Another helpful reality check by Iowa State University economist Dave Swenson. Find his previous writing for this site here. -promoted by desmoinesdem
It is vexing to hear assertions of a skills gap in Iowa, or nationwide for that matter, when people are really complaining they can’t find workers to do what they want them to do for the wages they are willing to pay. That is not a skills gap.
Neither the inability of a grain elevator in rural Iowa to find grain handling help nor a manufacturer in Clinton to find computer-controlled machine tool operators or programmers are skills gaps. They may be regionally-specific skilled labor shortages, as is the case in much of rural Iowa because of persistent outmigration, they may be workforce indifference to those job opportunities, but they are not skills gaps.
A skills gap means there is something fundamentally wrong with the workforce – that we collectively failed to teach it something or train it. That is not the case currently. But it is widely assumed a skills gap exists, nonetheless – an uncanny persistence that Paul Krugman called “a prime example of a zombie idea — an idea that should have been killed by evidence, but refuses to die.”
Despite recurring laments about either existing or looming skills shortages, we found, in 2015, after investigating the topic both substantively and spatially, that “as a whole, middle skill jobs have not demonstrably increased their share of the U.S. economy” comparing 2007 with 2013. We also concluded “that producing credible evidence of a middle skills gap requires analytical and definitional‐specificity that is simply not possible using state or regional secondary data.” In short, we found that most folks yammering about the skills gap do not have either the primary or secondary data to validate the assertions that they are making. This was most especially true when reviewing assertions made by manufacturing interests.
We wrote in our conference paper on the topic that the “middle” skills gap that most bothers business and political leaders was frequently mismeasured as a result of incorrect or incoherent conclusions drawn from incompatible data sets. For example, we said
Iowa’s Department of Workforce Development did its own evaluation of middle-skill jobs in 2013. Using Occupational Employment Statistics (OES) data it determined that 56 percent of the jobs held by Iowans were middle-skill jobs. Using Current Population Survey (CPS) statistics the agency further determined that only 33 percent of the persons holding jobs in Iowa possessed the requisite middle-skills (as measured only by educational attainment). In combining the two analyses, they therefore concluded that Iowans were currently doing jobs they were not qualified to do.…. [And as a result, the policy planners urged] de-emphasizing bachelors-level college education in favor of a range of other skill based educational opportunities. * (emphasis added)
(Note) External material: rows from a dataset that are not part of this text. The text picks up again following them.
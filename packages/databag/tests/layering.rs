//! Layered configuration built from several bags.

use databag::{databag, deep_merge, Bag, DataBag, Map, Value};

fn defaults() -> DataBag {
    databag! {
        "server.host" => "localhost",
        "server.port" => 80i64,
        "server.tls.enabled" => false,
        "log.level" => "info",
        "features" => vec!["search", "upload"],
    }
}

fn site() -> DataBag {
    databag! {
        "server.port" => 8080i64,
        "server.tls.enabled" => true,
        "server.tls.cert" => "/etc/site.pem",
    }
}

fn computed() -> DataBag {
    databag! {
        "log.level" => "debug",
        "features" => vec!["search"],
    }
}

#[test]
fn later_layers_win_on_leaves() {
    let mut config = defaults();
    config.merge(&site());
    config.merge(&computed());

    assert_eq!(config.get("server.host"), Some(&Value::from("localhost")));
    assert_eq!(config.get("server.port"), Some(&Value::from(8080i64)));
    assert_eq!(config.get("server.tls.enabled"), Some(&Value::from(true)));
    assert_eq!(
        config.get("server.tls.cert"),
        Some(&Value::from("/etc/site.pem"))
    );
    assert_eq!(config.get("log.level"), Some(&Value::from("debug")));
    assert_eq!(config.get("features"), Some(&Value::from(vec!["search"])));
}

#[test]
fn merge_all_equals_free_deep_merge() {
    let mut config = DataBag::new();
    config.merge_all(&[defaults(), site(), computed()]);

    let (d, s, c) = (defaults(), site(), computed());
    let merged: Map = deep_merge([d.all(), s.all(), c.all()]);

    assert_eq!(config.all(), &merged);
}

#[test]
fn merging_sibling_leaves_from_separate_bags() {
    let mut a = DataBag::new();
    a.set("a.b.c.d", Value::from("this is d value"));
    a.set("a.b.c.f", Value::from("this is f value"));
    a.set("foo.bar", Value::from("this is bar value"));

    let mut b = DataBag::new();
    b.set("a.b.c.f", Value::from("this is the other f value"));
    b.set("foo.bar", Value::from("this is the other bar value"));

    a.merge(&b);

    let leaves: Vec<(String, Value)> = a
        .leaves()
        .map(|(name, value)| (name, value.clone()))
        .collect();
    assert_eq!(
        leaves,
        vec![
            ("a.b.c.d".to_string(), Value::from("this is d value")),
            ("a.b.c.f".to_string(), Value::from("this is the other f value")),
            ("foo.bar".to_string(), Value::from("this is the other bar value")),
        ]
    );
}

#[test]
fn bags_with_different_separators_merge_by_structure() {
    let mut dotted = databag! { "a.b" => 1i64 };
    let mut slashed = DataBag::with_separator("/").unwrap();
    slashed.set("a/c", Value::from(2i64));

    dotted.merge(&slashed);
    assert_eq!(dotted.get("a.b"), Some(&Value::from(1i64)));
    assert_eq!(dotted.get("a.c"), Some(&Value::from(2i64)));
}

#[test]
fn merge_through_trait_objects() {
    let layers: Vec<Box<dyn Bag>> = vec![Box::new(defaults()), Box::new(site())];

    let mut config = DataBag::new();
    for layer in &layers {
        config.merge(&**layer);
    }
    assert_eq!(config.get("server.port"), Some(&Value::from(8080i64)));
    assert_eq!(config.get("log.level"), Some(&Value::from("info")));
}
Educators, business leaders, and some elected officials have doubled-down in recent years on the need to advocate aggressively for middle skill career preparation, those requiring high school plus either certifications, apprenticeships, or associates degrees. Occupations requiring those education foundations are in high demand or will be they assure us.
These advocates have, however, significantly over-sold the likelihood of middle skill occupational growth and understated the likely demand for college educated labor in their zeal to middle-educate the workforce.
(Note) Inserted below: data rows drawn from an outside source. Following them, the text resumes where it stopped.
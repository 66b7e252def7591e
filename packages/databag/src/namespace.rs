//! Dotted namespaces: how a name like `"a.b.c"` addresses a nested value.

use std::fmt;
use std::iter;

use crate::Error;

/// Separator used by bags unless configured otherwise.
pub const DEFAULT_SEPARATOR: &str = ".";

/// A validated, non-empty namespace separator.
#[derive(Clone, Debug, Hash, PartialEq, Eq)]
pub struct Separator(String);

impl Separator {
    /// Create a separator.
    ///
    /// # Errors
    ///
    /// Returns [`Error::EmptySeparator`] for `""`.
    pub fn new(sep: impl Into<String>) -> Result<Self, Error> {
        let sep = sep.into();
        if sep.is_empty() {
            return Err(Error::EmptySeparator);
        }
        Ok(Separator(sep))
    }

    /// The separator text.
    pub fn as_str(&self) -> &str {
        &self.0
    }

    /// Split a name into its namespace components.
    pub fn split<'a>(&'a self, name: &'a str) -> Namespace<'a> {
        Namespace::split(name, self)
    }
}

impl Default for Separator {
    fn default() -> Self {
        Separator(DEFAULT_SEPARATOR.to_string())
    }
}

impl fmt::Display for Separator {
    fn fmt(&self, f: &mut fmt::Formatter<'_>) -> fmt::Result {
        f.write_str(&self.0)
    }
}

/// A name split into the keys it walks through.
///
/// Splitting is literal. Every occurrence of the separator splits, and empty
/// pieces stay as empty keys, so `"a..b"` addresses `a` -> `""` -> `b`.
/// There is no escaping: a key can never contain the separator.
///
/// A namespace always has at least one component, its leaf.
///
/// # Examples
///
/// ```rust
/// use databag::{Namespace, Separator};
///
/// let sep = Separator::default();
/// let ns = Namespace::split("this.is.a.test", &sep);
/// assert_eq!(ns.len(), 4);
/// assert_eq!(ns.leaf(), "test");
/// assert_eq!(ns.parents(), ["this", "is", "a"]);
/// ```
#[derive(Clone, Debug, PartialEq, Eq)]
pub struct Namespace<'a> {
    parents: Vec<&'a str>,
    leaf: &'a str,
    separator: &'a Separator,
}

impl<'a> Namespace<'a> {
    /// Split `name` on `separator`.
    pub fn split(name: &'a str, separator: &'a Separator) -> Self {
        let mut parents: Vec<&'a str> = name.split(separator.as_str()).collect();
        // `str::split` yields at least one piece, even for "".
        let leaf = parents.pop().unwrap_or(name);
        Namespace {
            parents,
            leaf,
            separator,
        }
    }

    /// Number of components, leaf included.
    pub fn len(&self) -> usize {
        self.parents.len() + 1
    }

    /// Always false; present for symmetry with `len`.
    pub fn is_empty(&self) -> bool {
        false
    }

    /// Whether the name addresses a key of the root map directly.
    pub fn is_top_level(&self) -> bool {
        self.parents.is_empty()
    }

    /// The components leading to the leaf's parent map.
    pub fn parents(&self) -> &[&'a str] {
        &self.parents
    }

    /// The final component.
    pub fn leaf(&self) -> &'a str {
        self.leaf
    }

    /// Iterate over all components, root first.
    pub fn iter(&self) -> impl Iterator<Item = &'a str> + '_ {
        self.parents.iter().copied().chain(iter::once(self.leaf))
    }
}

impl fmt::Display for Namespace<'_> {
    fn fmt(&self, f: &mut fmt::Formatter<'_>) -> fmt::Result {
        for parent in &self.parents {
            write!(f, "{}{}", parent, self.separator)?;
        }
        f.write_str(self.leaf)
    }
}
Using the Iowa Department of Workforce Development’s detailed occupation growth projections for 2014 through 2024, and then controlling for the level of education required for the occupations, we can get a handle on the “middle” skill occupational demand anticipated by Iowa firms: demand requiring something more than a high school education but less than a four-year college degree.
The table is remarkable for the overall compositional stability anticipated. Broad middle skill occupation educational requirements are highlighted. In 2014, the gray-shaded component comprised 51.8 percent of Iowa’s occupations; in 2024 it is projected at 51.4 percent. Compositionally, of all the occupational growth anticipated, the last column of the table, 27.1 percent would still have no formal education requirement, 32.8 percent would require a high school or equivalent diploma only, 13 percent would need some education beyond high school but below a bachelors degree, and 27 percent would require four-year college degrees or more.
In short, the educational requirements for projected occupational growth through 2024 indicate the state wants substantially fewer high school-only graduates, slightly more of those educated beyond high school, and significantly more Iowans educated at four year institutions or more.
Further, current surveys indicate Iowa has some catching up to do on the overall education level of its workforce. According to the American Communities Survey, just 27.6 percent of Iowans 25 and over have a bachelors degree or higher compared to 30.1 percent at the U.S. level. But in terms of “middle” skill occupation training, i.e., some college up to an associates degree, Iowa has a competitive advantage of 32.7 percent compared to 29.2 percent nationally. We also have much higher high school diploma rates. We excel, educationally, in the middle, precisely where they claim we are lacking, but we lag at the top of the educational ladder.
And the top of the education ladder, looking to the future, is where Iowa will get the biggest human capital bang for its buck.
* See our working paper, Dave Swenson and Liesl Eathington, EXPLORING THE SKILLS GAP FLAP, prepared for and presented at the 54th Southern Regional Science Association Annual Meeting, Mobile, AL, March 27, 2015. (contact me directly for a copy at daveswen@yahoo.com)
Top image: Photo by Michael Stutz of the sculpture he created, which is located outside the Iowa Workforce Development building in Des Moines.
3 Comments
Not yet, at least
Of course we may have skills gaps across the Board if the new budget proposal cutting both Regents and community college funding passes, and Zaun gets his bill to end new enrollment in IPERS and eliminate tenure at Regents’ schools.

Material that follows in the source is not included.